Da Redação
A disputa territorial entre Japão e China voltou a provocar tensão no Mar da China Oriental nesta terça-feira (7). Os dois países trocaram acusações após um novo confronto envolvendo embarcações das guardas costeiras nas proximidades das ilhas Senkaku, administradas por Tóquio, mas reivindicadas por Pequim, que se refere ao arquipélago como Diaoyu. O episódio reacendeu uma das mais antigas disputas geopolíticas da Ásia.
De acordo com a Guarda Costeira do Japão, dois navios chineses entraram em águas territoriais japonesas e se aproximaram de uma embarcação pesqueira do país. As autoridades japonesas afirmam que ordenaram imediatamente a retirada das embarcações chinesas, classificando a incursão como uma violação do direito internacional e da soberania japonesa.

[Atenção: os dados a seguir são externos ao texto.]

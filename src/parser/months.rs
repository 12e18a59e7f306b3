//! 月名の照合

use chrono::Month;

/// 3文字の大文字月コード（`Month::January` → `"JAN"`）
pub(crate) fn month_code(month: Month) -> String {
    month.name()[..3].to_uppercase()
}

/// 大文字化済みのシート名が、いずれかの月コードで始まるかを判定
pub(crate) fn month_for_prefix(name: &str, months: &[Month]) -> Option<Month> {
    months
        .iter()
        .copied()
        .find(|m| name.starts_with(month_code(*m).as_str()))
}

/// 大文字化済みの見出し文字列が、月の正式名（`JANUARY`など）と一致するかを判定
pub(crate) fn month_for_header(text: &str, months: &[Month]) -> Option<Month> {
    months
        .iter()
        .copied()
        .find(|m| m.name().to_uppercase() == text)
}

A versão apresentada por Pequim, no entanto, é diferente. A Guarda Costeira da China afirmou que um barco pesqueiro japonês, identificado como Zuihou Maru, teria ingressado em águas consideradas chinesas. Segundo o governo chinês, equipes de patrulhamento realizaram ações de advertência e obrigaram a embarcação japonesa a deixar a região, alegando que a operação ocorreu dentro da jurisdição chinesa.
As ilhas Senkaku, chamadas de Diaoyu pela China, são desabitadas e ficam localizadas entre a ilha japonesa de Okinawa e Taiwan. Apesar de serem administradas pelo Japão desde 1972, o arquipélago é reivindicado por Pequim, que sustenta possuir direitos históricos sobre o território. A disputa é intensificada pelo potencial estratégico da região, rica em recursos pesqueiros e com possíveis reservas de petróleo e gás natural.
O novo incidente ocorre em um momento de relações diplomáticas já desgastadas entre os dois países. No fim de 2025, o clima se deteriorou após declarações da primeira-ministra japonesa, Sanae Takaichi, afirmando que um eventual ataque chinês contra Taiwan poderia levar o Japão a responder militarmente. As declarações provocaram forte reação do governo chinês e ampliaram as tensões na região.
Apesar da troca de acusações, até o momento não há registro de confronto armado ou de pessoas feridas. Ainda assim, o episódio reforça o ambiente de instabilidade no Mar da China Oriental, onde patrulhas navais e incursões envolvendo embarcações dos dois países são frequentes e mantêm elevado o risco de novos atritos diplomáticos e militares.